_PROVIDED DATA:_
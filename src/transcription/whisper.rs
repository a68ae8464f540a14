//! OpenAI Whisper transcription engine.

use super::{Transcriber, Transcript, TranscriptSegment};
use crate::audio::split_audio;
use crate::error::{Result, TolkError};
use crate::openai::create_client;
use async_openai::types::{AudioResponseFormat, CreateTranscriptionRequestArgs};
use async_trait::async_trait;
use futures::stream::{self, StreamExt};
use indicatif::{ProgressBar, ProgressStyle};
use std::path::Path;
use std::sync::Arc;
use tracing::{debug, info, instrument};

/// OpenAI Whisper-based transcriber.
///
/// Long recordings are split into chunks below the API upload limit and
/// transcribed with bounded concurrency; segment timestamps are shifted back
/// by each chunk's offset.
pub struct WhisperTranscriber {
    client: async_openai::Client<async_openai::config::OpenAIConfig>,
    model: String,
    chunk_duration_seconds: u32,
    max_concurrent_chunks: usize,
}

impl WhisperTranscriber {
    /// Create a new Whisper transcriber with default settings.
    pub fn new() -> Self {
        Self::with_config("whisper-1", 120, 3)
    }

    /// Create a new Whisper transcriber with custom configuration.
    pub fn with_config(
        model: &str,
        chunk_duration_seconds: u32,
        max_concurrent_chunks: usize,
    ) -> Self {
        Self {
            client: create_client(),
            model: model.to_string(),
            chunk_duration_seconds,
            max_concurrent_chunks,
        }
    }

    /// Transcribe a single audio file (no splitting).
    #[instrument(skip(self), fields(audio_path = %audio_path.display()))]
    async fn transcribe_single(
        &self,
        audio_path: &Path,
        language: Option<&str>,
    ) -> Result<Vec<TranscriptSegment>> {
        debug!("Transcribing audio file");

        let file_bytes = tokio::fs::read(audio_path).await?;

        let mut request_builder = CreateTranscriptionRequestArgs::default();
        request_builder
            .file(async_openai::types::AudioInput::from_vec_u8(
                audio_path
                    .file_name()
                    .and_then(|n| n.to_str())
                    .unwrap_or("audio.wav")
                    .to_string(),
                file_bytes,
            ))
            .model(&self.model)
            .response_format(AudioResponseFormat::VerboseJson);

        if let Some(lang) = language {
            // Whisper expects a bare ISO 639-1 code, not a BCP-47 tag
            request_builder.language(lang.split('-').next().unwrap_or(lang));
        }

        let request = request_builder
            .build()
            .map_err(|e| TolkError::Transcription(format!("Failed to build request: {}", e)))?;

        let response = self
            .client
            .audio()
            .transcribe_verbose_json(request)
            .await
            .map_err(|e| TolkError::OpenAI(format!("Whisper API error: {}", e)))?;

        // Parse segments from verbose JSON response
        let segments: Vec<TranscriptSegment> = response
            .segments
            .map(|segs| {
                segs.iter()
                    .map(|s| {
                        TranscriptSegment::new(
                            s.start as f64,
                            s.end as f64,
                            s.text.trim().to_string(),
                        )
                    })
                    .collect()
            })
            .unwrap_or_else(|| {
                // Fallback: create single segment from full text
                vec![TranscriptSegment::new(
                    0.0,
                    response.duration as f64,
                    response.text.trim().to_string(),
                )]
            });

        debug!("Transcribed {} segments", segments.len());
        Ok(segments)
    }

    /// Transcribe an audio file, splitting if necessary.
    #[instrument(skip(self), fields(audio_path = %audio_path.display()))]
    async fn transcribe_with_splitting(
        &self,
        audio_path: &Path,
        language: Option<&str>,
        media_id: &str,
    ) -> Result<Transcript> {
        let temp_dir = tempfile::tempdir()?;
        let chunks = split_audio(audio_path, temp_dir.path(), self.chunk_duration_seconds).await?;

        if chunks.len() == 1 {
            let segments = self.transcribe_single(audio_path, language).await?;
            return Ok(self.finish(media_id, segments, language));
        }

        let chunk_count = chunks.len();
        info!("Processing {} audio chunks with {}", chunk_count, self.model);

        let pb = Arc::new(ProgressBar::new(chunk_count as u64));
        pb.set_style(
            ProgressStyle::default_bar()
                .template("  {spinner:.green} Whisper   [{bar:30.cyan/blue}] {pos}/{len}")
                .unwrap()
                .progress_chars("█▓░"),
        );

        // Process chunks in parallel with concurrency limit, fail fast on error
        let mut results: Vec<(usize, f64, Vec<TranscriptSegment>)> =
            Vec::with_capacity(chunk_count);

        let mut stream = stream::iter(chunks.into_iter().enumerate())
            .map(|(idx, (chunk_path, time_offset))| {
                let language = language.map(|s| s.to_string());
                async move {
                    let result = self.transcribe_single(&chunk_path, language.as_deref()).await;
                    (idx, time_offset, result)
                }
            })
            .buffer_unordered(self.max_concurrent_chunks);

        while let Some((idx, time_offset, result)) = stream.next().await {
            pb.inc(1);
            match result {
                Ok(segments) => results.push((idx, time_offset, segments)),
                Err(e) => {
                    pb.finish_and_clear();
                    drop(temp_dir);
                    return Err(TolkError::Transcription(format!(
                        "Chunk {} at {:.0}s failed: {}",
                        idx, time_offset, e
                    )));
                }
            }
        }

        pb.finish_and_clear();

        // Sort by chunk index and merge segments
        results.sort_by_key(|(idx, _, _)| *idx);

        let mut all_segments = Vec::new();
        for (_, time_offset, mut segments) in results {
            // Adjust timestamps by the chunk's time offset
            for segment in &mut segments {
                segment.start_seconds += time_offset;
                segment.end_seconds += time_offset;
            }
            all_segments.extend(segments);
        }

        drop(temp_dir);

        Ok(self.finish(media_id, all_segments, language))
    }

    fn finish(
        &self,
        media_id: &str,
        segments: Vec<TranscriptSegment>,
        language: Option<&str>,
    ) -> Transcript {
        let transcript = Transcript::new(media_id.to_string(), segments);
        match language {
            Some(lang) => transcript.with_language(lang),
            None => transcript,
        }
    }
}

impl Default for WhisperTranscriber {
    fn default() -> Self {
        Self::new()
    }
}

#[async_trait]
impl Transcriber for WhisperTranscriber {
    async fn transcribe(&self, audio_path: &Path) -> Result<Transcript> {
        let media_id = super::media_id_for(audio_path);
        self.transcribe_with_splitting(audio_path, None, &media_id).await
    }

    async fn transcribe_with_language(
        &self,
        audio_path: &Path,
        language: &str,
    ) -> Result<Transcript> {
        let media_id = super::media_id_for(audio_path);
        self.transcribe_with_splitting(audio_path, Some(language), &media_id)
            .await
    }
}

#[cfg(test)]
mod tests {
    use super::*;

    #[test]
    fn test_with_config() {
        // No API call is made at construction time
        let transcriber = WhisperTranscriber::with_config("test-model", 60, 2);
        assert_eq!(transcriber.model, "test-model");
        assert_eq!(transcriber.chunk_duration_seconds, 60);
    }
}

_WORK TO COMPLETE:_ What you hand back must match the records above exactly.

_ANSWER SECTION:_
filename src/transcription/whisper.rs
repository a68ae8464f540a14
//! OpenAI Whisper transcription engine.

use super::{Transcriber, Transcript, TranscriptSegment};
use crate::audio::split_audio;
use crate::error::{Result, TolkError};
use crate::openai::create_client;
use async_openai::types::{AudioResponseFormat, CreateTranscriptionRequestArgs};
use async_trait::async_trait;
use futures::stream::{self, StreamExt};
use indicatif::{ProgressBar, ProgressStyle};
use std::path::Path;
use std::sync::Arc;
use tracing::{debug, info, instrument};

/// OpenAI Whisper-based transcriber.
///
/// Long recordings are split into chunks below the API upload limit and
/// transcribed with bounded concurrency; segment timestamps are shifted back
/// by each chunk's offset.
pub struct WhisperTranscriber {
    client: async_openai::Client<async_openai::config::OpenAIConfig>,
    model: String,
    chunk_duration_seconds: u32,
    max_concurrent_chunks: usize,
}

impl WhisperTranscriber {
    /// Create a new Whisper transcriber with default settings.
    pub fn new() -> Self {
        Self::with_config("whisper-1", 120, 3)
    }

    /// Create a new Whisper transcriber with custom configuration.
    pub fn with_config(
        model: &str,
        chunk_duration_seconds: u32,
        max_concurrent_chunks: usize,
    ) -> Self {
        Self {
            client: create_client(),
            model: model.to_string(),
            chunk_duration_seconds,
            max_concurrent_chunks,
        }
    }

    /// Transcribe a single audio file (no splitting).
    #[instrument(skip(self), fields(audio_path = %audio_path.display()))]
    async fn transcribe_single(
        &self,
        audio_path: &Path,
        language: Option<&str>,
    ) -> Result<Vec<TranscriptSegment>> {
        debug!("Transcribing audio file");

        let file_bytes = tokio::fs::read(audio_path).await?;

        let mut request_builder = CreateTranscriptionRequestArgs::default();
        request_builder
            .file(async_openai::types::AudioInput::from_vec_u8(
                audio_path
                    .file_name()
                    .and_then(|n| n.to_str())
                    .unwrap_or("audio.wav")
                    .to_string(),
                file_bytes,
            ))
            .model(&self.model)
            .response_format(AudioResponseFormat::VerboseJson);

        if let Some(lang) = language {
            // Whisper expects a bare ISO 639-1 code, not a BCP-47 tag
            request_builder.language(lang.split('-').next().unwrap_or(lang));
        }

        let request = request_builder
            .build()
            .map_err(|e| TolkError::Transcription(format!("Failed to build request: {}", e)))?;

        let response = self
            .client
            .audio()
            .transcribe_verbose_json(request)
            .await
            .map_err(|e| TolkError::OpenAI(format!("Whisper API error: {}", e)))?;

        // Parse segments from verbose JSON response
        let segments: Vec<TranscriptSegment> = response
            .segments
            .map(|segs| {
                segs.iter()
                    .map(|s| {
                        TranscriptSegment::new(
                            s.start as f64,
                            s.end as f64,
                            s.text.trim().to_string(),
                        )
                    })
                    .collect()
            })
            .unwrap_or_else(|| {
                // Fallback: create single segment from full text
                vec![TranscriptSegment::new(
                    0.0,
                    response.duration as f64,
                    response.text.trim().to_string(),
                )]
            });

        debug!("Transcribed {} segments", segments.len());
        Ok(segments)
    }

    /// Transcribe an audio file, splitting if necessary.
    #[instrument(skip(self), fields(audio_path = %audio_path.display()))]
    async fn transcribe_with_splitting(
        &self,
        audio_path: &Path,
        language: Option<&str>,
        media_id: &str,
    ) -> Result<Transcript> {
        let temp_dir = tempfile::tempdir()?;
        let chunks = split_audio(audio_path, temp_dir.path(), self.chunk_duration_seconds).await?;

        if chunks.len() == 1 {
            let segments = self.transcribe_single(audio_path, language).await?;
            return Ok(self.finish(media_id, segments, language));
        }

        let chunk_count = chunks.len();
        info!("Processing {} audio chunks with {}", chunk_count, self.model);

        let pb = Arc::new(ProgressBar::new(chunk_count as u64));
        pb.set_style(
            ProgressStyle::default_bar()
                .template("  {spinner:.green} Whisper   [{bar:30.cyan/blue}] {pos}/{len}")
                .unwrap()
                .progress_chars("█▓░"),
        );

        // Process chunks in parallel with concurrency limit, fail fast on error
        let mut results: Vec<(usize, f64, Vec<TranscriptSegment>)> =
            Vec::with_capacity(chunk_count);

        let mut stream = stream::iter(chunks.into_iter().enumerate())
            .map(|(idx, (chunk_path, time_offset))| {
                let language = language.map(|s| s.to_string());
                async move {
                    let result = self.transcribe_single(&chunk_path, language.as_deref()).await;
                    (idx, time_offset, result)
                }
            })
            .buffer_unordered(self.max_concurrent_chunks);

        while let Some((idx, time_offset, result)) = stream.next().await {
            pb.inc(1);
            match result {
                Ok(segments) => results.push((idx, time_offset, segments)),
                Err(e) => {
                    pb.finish_and_clear();
                    drop(temp_dir);
                    return Err(TolkError::Transcription(format!(
                        "Chunk {} at {:.0}s failed: {}",
                        idx, time_offset, e
                    )));
                }
            }
        }

        pb.finish_and_clear();

        // Sort by chunk index and merge segments
        results.sort_by_key(|(idx, _, _)| *idx);

        let mut all_segments = Vec::new();
        for (_, time_offset, mut segments) in results {
            // Adjust timestamps by the chunk's time offset
            for segment in &mut segments {
                segment.start_seconds += time_offset;
                segment.end_seconds += time_offset;
            }
            all_segments.extend(segments);
        }

        drop(temp_dir);

        Ok(self.finish(media_id, all_segments, language))
    }

    fn finish(
        &self,
        media_id: &str,
        segments: Vec<TranscriptSegment>,
        language: Option<&str>,
    ) -> Transcript {
        let transcript = Transcript::new(media_id.to_string(), segments);
        match language {
            Some(lang) => transcript.with_language(lang),
            None => transcript,
        }
    }
}

impl Default for WhisperTranscriber {
    fn default() -> Self {
        Self::new()
    }
}

#[async_trait]
impl Transcriber for WhisperTranscriber {
    async fn transcribe(&self, audio_path: &Path) -> Result<Transcript> {
        let media_id = super::media_id_for(audio_path);
        self.transcribe_with_splitting(audio_path, None, &media_id).await
    }

    async fn transcribe_with_language(
        &self,
        audio_path: &Path,
        language: &str,
    ) -> Result<Transcript> {
        let media_id = super::media_id_for(audio_path);
        self.transcribe_with_splitting(audio_path, Some(language), &media_id)
            .await
    }
}

#[cfg(test)]
mod tests {
    use super::*;

    #[test]
    fn test_with_config() {
        // No API call is made at construction time
        let transcriber = WhisperTranscriber::with_config("test-model", 60, 2);
        assert_eq!(transcriber.model, "test-model");
        assert_eq!(transcriber.chunk_duration_seconds, 60);
    }
}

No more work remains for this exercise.